Reaching saturation level, I went down to the lower ground floor to seek the other What is Truth? displays. Ah! what a relief, a relaxing space to sit! A sofa and table placed enticingly in front of a TV set in a 1960’s sitting room with an invitation to sit and watch the TV. So, I did. And even with a degree of foreknowledge, that In the Event of Moon Disasterwas an Emmy Award-winning interactive installation piece by digital artists Halsey Burgund and Francesca Panetta, it was easy to be taken in by the deceit. On view until 4 August 2024, the AI version of President Nixon’s television broadcast apparently has him giving an alternative speech about the 1969 Apollo 11 moon landing, lamenting a disaster, not the actual success. The video lip-synchs a real speech prepared for the president in case of just such an event. Contextual clues like the vintage television, the décor, lava lamp, and mock-up newspaper with headline ‘Astronauts Stranded on Moon’ coax us towards believing the false premise.
It cleverly demonstrates how deepfake can cast doubt on the facts of even well-known events.
One doesn’t expect answers to the questions posed in an exhibition of this kind. But the question of truth grows ever more pressing in today’s climate, especially with the rapid growth of artificial intelligence - and this exhibition lays the groundwork for re-evaluating the pictures we see – and accept - in the media, both historic and present-day. On top of that, there’s the multi-faceted experience of the extraordinary Sainsbury Centre to enjoy.
The Camera Never Lies is curated by Harriet Logan and Tristan Lund, with the exhibited works drawn from The Incite Project, a private collection of photojournalism, documentary photography and photographic art with a remit to support contemporary practitioners.
Time Taken 2, High Summer, 2013-2014. © Simon Norfolk
Tristan Lund said: “The relationship between truth and photography remains one of the most pressing concerns for us at The Incite Project, so it is a privilege to be invited to exhibit the collection at The Sainsbury Centre on this topic.
“We care deeply about the photographers we work with and the concerns they are addressing. ‘Truth’ is inherent, underlying, or blatant in all of their work.

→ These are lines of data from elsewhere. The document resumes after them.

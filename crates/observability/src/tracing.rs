//! Tracing/logging initialization.
//!
//! The engine only emits events through the `tracing` facade; hosts choose
//! the subscriber. `RUST_LOG` always wins over the built-in default filter.

use tracing_subscriber::EnvFilter;

const DEFAULT_FILTER: &str = "info";

fn filter_or(default: &str) -> EnvFilter {
    EnvFilter::try_from_default_env().unwrap_or_else(|_| EnvFilter::new(default))
}

/// Initialize JSON logging with the `info` default.
///
/// Safe to call multiple times (subsequent calls are no-ops).
pub fn init() {
    init_with_default(DEFAULT_FILTER);
}

/// Initialize JSON logging with `default` used when `RUST_LOG` is unset.
pub fn init_with_default(default: &str) {
    let _ = tracing_subscriber::fmt()
        .with_env_filter(filter_or(default))
        .json()
        .with_timer(tracing_subscriber::fmt::time::SystemTime)
        .with_target(false)
        .try_init();
}

/// Human-readable output captured by the test harness, `debug` by default.
pub fn init_test() {
    let _ = tracing_subscriber::fmt()
        .with_env_filter(filter_or("debug"))
        .with_test_writer()
        .try_init();
}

“The exhibition asks what truths we can really expect to extract from a photograph. Is the succinct and objective sharing of facts the thing we remember most from a single image, or rather is it the emotion triggered by the composition and creativity of the photographer that tells 1,000 words?”
The Camera Never Lies
Sainsbury Centre
Showing until: 20 October 2024
For more information, visit www.sainsburycentre.ac.uk
Please note:
Jeffrey Gibson also has a site specific exhibition at the Sainsbury Centre until August 4th. His first solo exhibition in UK museum, it is noteworthy as he is the first indigenous solo artist to represent the USA at this year’s Venice Biennale.